After weeks of intense lobbying, and a final push from the White House, the House of Representatives on June 26, 2009, narrowly passed a massive, 1,500 page energy and climate change bill, largely along party lines.[1] H.R. 2454 (the American Clean Energy and Security Act of 2009, or ACES) would establish the first federal cap on greenhouse gas (“GHG”) emissions and an emissions trading program for covered entities (“cap and trade”). As enacted, H.B. 2454 retains most of the key elements of the bill Reps. Henry Waxman and Edward Markey introduced in May[2] but includes a number of revisions designed to win over some Midwest Democrats. Many of those changes can be found in the more than 300 page manager’s amendment released Friday morning.
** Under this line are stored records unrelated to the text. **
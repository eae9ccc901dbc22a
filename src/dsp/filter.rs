use std::f32::consts::TAU;

use crate::graph::node::RenderCtx;

/// Single-pole lowpass.
///
/// `y += a * (x - y)` with `a = 1 - exp(-tau * fc / sr)`. A 6 dB/octave
/// slope is all the brown channels need to lose their gritty top end; the
/// gentle knee keeps the rumble natural.
pub struct OnePole {
    z1: f32, // Filter memory
    pub cutoff_hz: f32,
}

impl OnePole {
    pub fn lowpass(cutoff_hz: f32) -> Self {
        Self {
            z1: 0.0,
            cutoff_hz,
        }
    }

    #[inline]
    fn compute_a(&self, ctx: &RenderCtx) -> f32 {
        1.0 - (-TAU * self.cutoff_hz / ctx.sample_rate).exp()
    }

    #[inline]
    pub fn next_sample(&mut self, sample: f32, a: f32) -> f32 {
        self.z1 += a * (sample - self.z1);
        self.z1
    }

    pub fn render(&mut self, buffer: &mut [f32], ctx: &RenderCtx) {
        let a = self.compute_a(ctx);
        for sample in buffer.iter_mut() {
            *sample = self.next_sample(*sample, a);
        }
    }

    pub fn reset(&mut self) {
        self.z1 = 0.0;
    }
}
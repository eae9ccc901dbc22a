//! Static catalog of sound descriptors consumed by presentation layers.
//!
//! The engine itself never reads labels or categories; it only cares about
//! the id and the noise kind behind it.

#[cfg(feature = "serde")]
use serde::{Deserialize, Serialize};

use crate::dsp::noise::NoiseKind;

#[cfg_attr(feature = "serde", derive(Serialize, Deserialize))]
#[derive(Debug, Clone, Copy, PartialEq, Eq)]
pub enum SoundCategory {
    Nature,
    Daily,
    Human,
}

#[cfg_attr(feature = "serde", derive(Serialize))]
#[derive(Debug, Clone, Copy)]
pub struct SoundDescriptor {
    pub id: &'static str,
    pub label: &'static str,
    pub category: SoundCategory,
    pub kind: NoiseKind,
}

/// The built-in sound set. Sounds with no dedicated generator carry
/// `Unspecified` and fall back to pink at play time.
pub fn default_sounds() -> &'static [SoundDescriptor] {
    use NoiseKind::{Brown, Pink, Unspecified, White};
    use SoundCategory::{Daily, Human, Nature};

    const SOUNDS: &[SoundDescriptor] = &[
        SoundDescriptor { id: "heartbeat", label: "Heartbeat", category: Human, kind: Brown },
        SoundDescriptor { id: "shush", label: "Shushing", category: Human, kind: White },
        SoundDescriptor { id: "ah-sound", label: "Soft Voice", category: Human, kind: Brown },
        SoundDescriptor { id: "waves", label: "Ocean Waves", category: Nature, kind: Pink },
        SoundDescriptor { id: "forest", label: "Forest", category: Nature, kind: Pink },
        SoundDescriptor { id: "stream", label: "Stream", category: Nature, kind: Pink },
        SoundDescriptor { id: "fire", label: "Crackling Fire", category: Nature, kind: Brown },
        SoundDescriptor { id: "leaves", label: "Fallen Leaves", category: Nature, kind: Pink },
        SoundDescriptor { id: "crickets", label: "Crickets", category: Nature, kind: Unspecified },
        SoundDescriptor { id: "cave", label: "Cave Drips", category: Nature, kind: Brown },
        SoundDescriptor { id: "birds", label: "Morning Birds", category: Nature, kind: Unspecified },
        SoundDescriptor { id: "reeds", label: "Reed Field", category: Nature, kind: Pink },
        SoundDescriptor { id: "vacuum", label: "Vacuum Cleaner", category: Daily, kind: Brown },
        SoundDescriptor { id: "vinyl", label: "Vinyl Crackle", category: Daily, kind: White },
        SoundDescriptor { id: "cafe", label: "Cafe Chatter", category: Daily, kind: Unspecified },
        SoundDescriptor { id: "road", label: "Road Traffic", category: Daily, kind: Brown },
        SoundDescriptor { id: "fan", label: "Electric Fan", category: Daily, kind: White },
        SoundDescriptor { id: "dishwasher", label: "Dishwasher", category: Daily, kind: Brown },
        SoundDescriptor { id: "kettle", label: "Kettle", category: Daily, kind: White },
        SoundDescriptor { id: "keyboard", label: "Keyboard", category: Daily, kind: Unspecified },
        SoundDescriptor { id: "pencil", label: "Pencil Writing", category: Daily, kind: White },
    ];
    SOUNDS
}
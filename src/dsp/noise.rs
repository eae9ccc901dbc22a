use std::fmt;
use std::str::FromStr;

#[cfg(feature = "serde")]
use serde::{Deserialize, Serialize};

/*
Colored Noise
=============

All three generators start from the same uniform white source and differ in
how much low-frequency energy they keep:

  White:  flat spectrum. Harsh and hissy (fans, static, kettles).
  Pink:   power falls off as 1/f. Perceptually even (rain, waves, leaves).
  Brown:  power falls off as 1/f^2. Deep rumble (traffic, heartbeat).

White is the raw uniform source. Pink uses Paul Kellett's bank of six one-pole
filters plus a carried term, a cheap approximation that stays within ~0.05 dB
of true 1/f over the audio band. Brown is a leaky integrator over the white
source with a make-up gain to restore audible loudness.

Buffers are synthesized once per play request and owned by exactly one
channel; nothing here is shared or cached.
*/

/// Which noise spectrum to synthesize.
///
/// `Unspecified` exists for catalog entries with no native generator; it
/// resolves to `Pink` before synthesis.
#[cfg_attr(feature = "serde", derive(Serialize, Deserialize))]
#[cfg_attr(feature = "serde", serde(rename_all = "lowercase"))]
#[derive(Debug, Clone, Copy, PartialEq, Eq)]
pub enum NoiseKind {
    White,
    Pink,
    Brown,
    Unspecified,
}

impl NoiseKind {
    /// Total resolution to a generatable kind: `Unspecified` falls back to
    /// `Pink`, every concrete kind maps to itself.
    pub fn resolve(self) -> NoiseKind {
        match self {
            NoiseKind::Unspecified => NoiseKind::Pink,
            kind => kind,
        }
    }
}

impl fmt::Display for NoiseKind {
    fn fmt(&self, f: &mut fmt::Formatter<'_>) -> fmt::Result {
        let name = match self {
            NoiseKind::White => "white",
            NoiseKind::Pink => "pink",
            NoiseKind::Brown => "brown",
            NoiseKind::Unspecified => "unspecified",
        };
        f.write_str(name)
    }
}

impl FromStr for NoiseKind {
    type Err = UnknownNoiseKind;

    fn from_str(s: &str) -> Result<Self, Self::Err> {
        match s {
            "white" => Ok(NoiseKind::White),
            "pink" => Ok(NoiseKind::Pink),
            "brown" => Ok(NoiseKind::Brown),
            "unspecified" | "none" => Ok(NoiseKind::Unspecified),
            other => Err(UnknownNoiseKind(other.to_string())),
        }
    }
}

#[derive(Debug, thiserror::Error)]
#[error("unknown noise kind: {0:?}")]
pub struct UnknownNoiseKind(String);

/// Rejected synthesis parameters. Never produces a partial buffer.
#[derive(Debug, thiserror::Error)]
pub enum SynthesisError {
    #[error("buffer duration must be positive and finite, got {0}")]
    InvalidDuration(f32),
    #[error("sample rate must be positive")]
    InvalidSampleRate,
}

/// An immutable mono sample buffer, owned by the channel that requested it.
#[derive(Debug, Clone)]
pub struct NoiseBuffer {
    sample_rate: u32,
    samples: Vec<f32>,
}

impl NoiseBuffer {
    pub fn sample_rate(&self) -> u32 {
        self.sample_rate
    }

    pub fn samples(&self) -> &[f32] {
        &self.samples
    }

    pub fn len(&self) -> usize {
        self.samples.len()
    }

    pub fn is_empty(&self) -> bool {
        self.samples.is_empty()
    }

    pub fn duration_secs(&self) -> f32 {
        self.samples.len() as f32 / self.sample_rate as f32
    }
}

/// Noise buffer synthesizer. Stateless apart from its random source.
pub struct NoiseSynth {
    rng: fastrand::Rng,
}

impl NoiseSynth {
    pub fn new() -> Self {
        Self {
            rng: fastrand::Rng::new(),
        }
    }

    /// Seeded construction for reproducible buffers in tests.
    pub fn with_seed(seed: u64) -> Self {
        Self {
            rng: fastrand::Rng::with_seed(seed),
        }
    }

    /// Synthesize `duration_secs` of the requested noise at `sample_rate`.
    ///
    /// `Unspecified` is resolved to `Pink` so the function stays total, but
    /// callers are expected to resolve before asking.
    pub fn generate(
        &mut self,
        kind: NoiseKind,
        duration_secs: f32,
        sample_rate: u32,
    ) -> Result<NoiseBuffer, SynthesisError> {
        if !(duration_secs > 0.0) || !duration_secs.is_finite() {
            return Err(SynthesisError::InvalidDuration(duration_secs));
        }
        if sample_rate == 0 {
            return Err(SynthesisError::InvalidSampleRate);
        }

        let len = (duration_secs * sample_rate as f32).round() as usize;
        let samples = match kind {
            NoiseKind::White => self.white(len),
            NoiseKind::Brown => self.brown(len),
            NoiseKind::Pink | NoiseKind::Unspecified => self.pink(len),
        };

        Ok(NoiseBuffer {
            sample_rate,
            samples,
        })
    }

    #[inline]
    fn next_white(&mut self) -> f32 {
        self.rng.f32() * 2.0 - 1.0
    }

    fn white(&mut self, len: usize) -> Vec<f32> {
        (0..len).map(|_| self.next_white()).collect()
    }

    /// Paul Kellett's one-pole-bank pink approximation.
    ///
    /// `b6` lags one sample: the sum uses the value computed from the
    /// previous white sample, and the update runs after the sum.
    fn pink(&mut self, len: usize) -> Vec<f32> {
        let (mut b0, mut b1, mut b2, mut b3, mut b4, mut b5, mut b6) =
            (0.0f32, 0.0f32, 0.0f32, 0.0f32, 0.0f32, 0.0f32, 0.0f32);

        (0..len)
            .map(|_| {
                let white = self.next_white();
                b0 = 0.99886 * b0 + white * 0.0555179;
                b1 = 0.99332 * b1 + white * 0.0750759;
                b2 = 0.96900 * b2 + white * 0.1538520;
                b3 = 0.86650 * b3 + white * 0.3104856;
                b4 = 0.55000 * b4 + white * 0.5329522;
                b5 = -0.7616 * b5 - white * 0.0168980;
                let sample = (b0 + b1 + b2 + b3 + b4 + b5 + b6 + white * 0.5362) * 0.11;
                b6 = white * 0.115926;
                sample
            })
            .collect()
    }

    /// Leaky-integrator random walk with a 3.5x make-up gain.
    ///
    /// The output is deliberately not clamped to [-1, 1]; the leak bounds the
    /// walk and downstream gain stages keep practical levels in range.
    fn brown(&mut self, len: usize) -> Vec<f32> {
        let mut last = 0.0f32;
        (0..len)
            .map(|_| {
                let white = self.next_white();
                last = (last + 0.02 * white) / 1.02;
                last * 3.5
            })
            .collect()
    }
}

impl Default for NoiseSynth {
    fn default() -> Self {
        Self::new()
    }
}

#[cfg(test)]
mod tests {
    use super::*;

    const SR: u32 = 48_000;

    #[test]
    fn buffers_have_exact_sample_counts() {
        let mut synth = NoiseSynth::with_seed(7);
        for kind in [NoiseKind::White, NoiseKind::Pink, NoiseKind::Brown] {
            let buffer = synth.generate(kind, 5.0, SR).unwrap();
            assert_eq!(buffer.len(), 5 * SR as usize, "kind {kind}");
            assert_eq!(buffer.sample_rate(), SR);
        }
    }

    #[test]
    fn white_stays_uniform_in_range() {
        let mut synth = NoiseSynth::with_seed(11);
        let buffer = synth.generate(NoiseKind::White, 5.0, SR).unwrap();

        let mut sum = 0.0f64;
        for &s in buffer.samples() {
            assert!((-1.0..=1.0).contains(&s), "white sample out of range: {s}");
            sum += s as f64;
        }
        let mean = sum / buffer.len() as f64;
        assert!(mean.abs() < 0.02, "white mean drifted: {mean}");

        // Uniformity: both halves of the range should be well populated.
        let above = buffer.samples().iter().filter(|s| **s > 0.5).count();
        let below = buffer.samples().iter().filter(|s| **s < -0.5).count();
        let quarter = buffer.len() / 4;
        assert!(above > quarter * 8 / 10 && above < quarter * 12 / 10);
        assert!(below > quarter * 8 / 10 && below < quarter * 12 / 10);
    }

    #[test]
    fn brown_walk_stays_bounded() {
        // Unclamped by design, but the leak must keep the walk from drifting
        // without bound. A generous empirical ceiling, checked across seeds.
        for seed in 0..8 {
            let mut synth = NoiseSynth::with_seed(seed);
            let buffer = synth.generate(NoiseKind::Brown, 5.0, SR).unwrap();
            let peak = buffer
                .samples()
                .iter()
                .fold(0.0f32, |acc, &s| acc.max(s.abs()));
            assert!(peak < 5.0, "seed {seed}: brown peak {peak}");
        }
    }

    #[test]
    fn pink_output_is_finite_and_tame() {
        let mut synth = NoiseSynth::with_seed(3);
        let buffer = synth.generate(NoiseKind::Pink, 5.0, SR).unwrap();
        for &s in buffer.samples() {
            assert!(s.is_finite());
            assert!(s.abs() < 2.0, "pink sample unexpectedly hot: {s}");
        }
    }

    #[test]
    fn unspecified_resolves_to_pink() {
        assert_eq!(NoiseKind::Unspecified.resolve(), NoiseKind::Pink);
        assert_eq!(NoiseKind::Brown.resolve(), NoiseKind::Brown);

        let mut synth = NoiseSynth::with_seed(5);
        let buffer = synth.generate(NoiseKind::Unspecified, 1.0, SR).unwrap();
        assert_eq!(buffer.len(), SR as usize);
    }

    #[test]
    fn rejects_bad_parameters() {
        let mut synth = NoiseSynth::with_seed(1);
        assert!(matches!(
            synth.generate(NoiseKind::White, 0.0, SR),
            Err(SynthesisError::InvalidDuration(_))
        ));
        assert!(matches!(
            synth.generate(NoiseKind::White, -1.0, SR),
            Err(SynthesisError::InvalidDuration(_))
        ));
        assert!(matches!(
            synth.generate(NoiseKind::White, f32::NAN, SR),
            Err(SynthesisError::InvalidDuration(_))
        ));
        assert!(matches!(
            synth.generate(NoiseKind::White, 1.0, 0),
            Err(SynthesisError::InvalidSampleRate)
        ));
    }

    #[test]
    fn kind_round_trips_through_str() {
        for kind in [NoiseKind::White, NoiseKind::Pink, NoiseKind::Brown] {
            assert_eq!(kind.to_string().parse::<NoiseKind>().unwrap(), kind);
        }
        assert_eq!(
            "none".parse::<NoiseKind>().unwrap(),
            NoiseKind::Unspecified
        );
        assert!("purple".parse::<NoiseKind>().is_err());
    }
}
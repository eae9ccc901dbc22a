/// Context passed to graph nodes during rendering.
///
/// Ambient channels have no pitch or velocity; the only thing a node needs
/// from its host is the output sample rate.
pub struct RenderCtx {
    pub sample_rate: f32,
}

impl RenderCtx {
    pub fn new(sample_rate: f32) -> Self {
        Self { sample_rate }
    }
}

/// Core trait for audio processing graph nodes.
///
/// Nodes render audio in blocks and respond to channel lifecycle events.
pub trait GraphNode: Send {
    fn render_block(&mut self, out: &mut [f32], ctx: &RenderCtx);

    /// Triggered when the owning channel starts.
    ///
    /// Default implementation does nothing (passthrough nodes).
    fn fade_in(&mut self, _ctx: &RenderCtx) {
        // Default: do nothing
    }

    /// Triggered when the owning channel is asked to stop.
    ///
    /// Default implementation does nothing (passthrough nodes).
    fn fade_out(&mut self, _ctx: &RenderCtx) {
        // Default: do nothing
    }

    /// Current fade gain, if this node (or a descendant) carries one.
    fn envelope_level(&self) -> Option<f32> {
        None
    }

    /// Check if this node is still producing sound.
    ///
    /// Used by the mixer to know when a channel can be retired.
    fn is_active(&self) -> bool {
        true
    }
}

/// Allow boxed graph nodes to be used as graph nodes (for dynamic dispatch)
impl GraphNode for Box<dyn GraphNode> {
    fn render_block(&mut self, out: &mut [f32], ctx: &RenderCtx) {
        (**self).render_block(out, ctx)
    }

    fn fade_in(&mut self, ctx: &RenderCtx) {
        (**self).fade_in(ctx)
    }

    fn fade_out(&mut self, ctx: &RenderCtx) {
        (**self).fade_out(ctx)
    }

    fn envelope_level(&self) -> Option<f32> {
        (**self).envelope_level()
    }

    fn is_active(&self) -> bool {
        (**self).is_active()
    }
}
Among the key provisions of the House bill are:

  • An emissions cap designed to reduce GHG emissions 17 percent by 2020 and 83 percent by 2050, compared to 2005 levels. It would require a 3 percent reduction by 2012
  • A “renewable electricity standard” requiring utilities to obtain 15 percent of their electricity from renewable sources by 2020, and reduce demand an additional 5 percent through conservation and increased energy efficiency
  • New energy-efficiency standards for buildings and appliances, and provisions that promote energy efficiency in industry
  • Transition assistance for energy-intensive, trade-dependent industries, financial assistance for low-income consumers affected by high energy prices, and worker training funds

Although the Senate has yet to produce a companion bill, the Senate Energy Committee has reported a bill that is comparable to portions of the House bill, including a renewable electricity standard for utilities, as well as appliance and lighting efficiency standards. Senate Democratic leaders have said they will begin committee work on a GHG cap-and-trade bill in July, with the expectation of bringing comprehensive energy and climate change legislation to the Senate floor this fall.[3]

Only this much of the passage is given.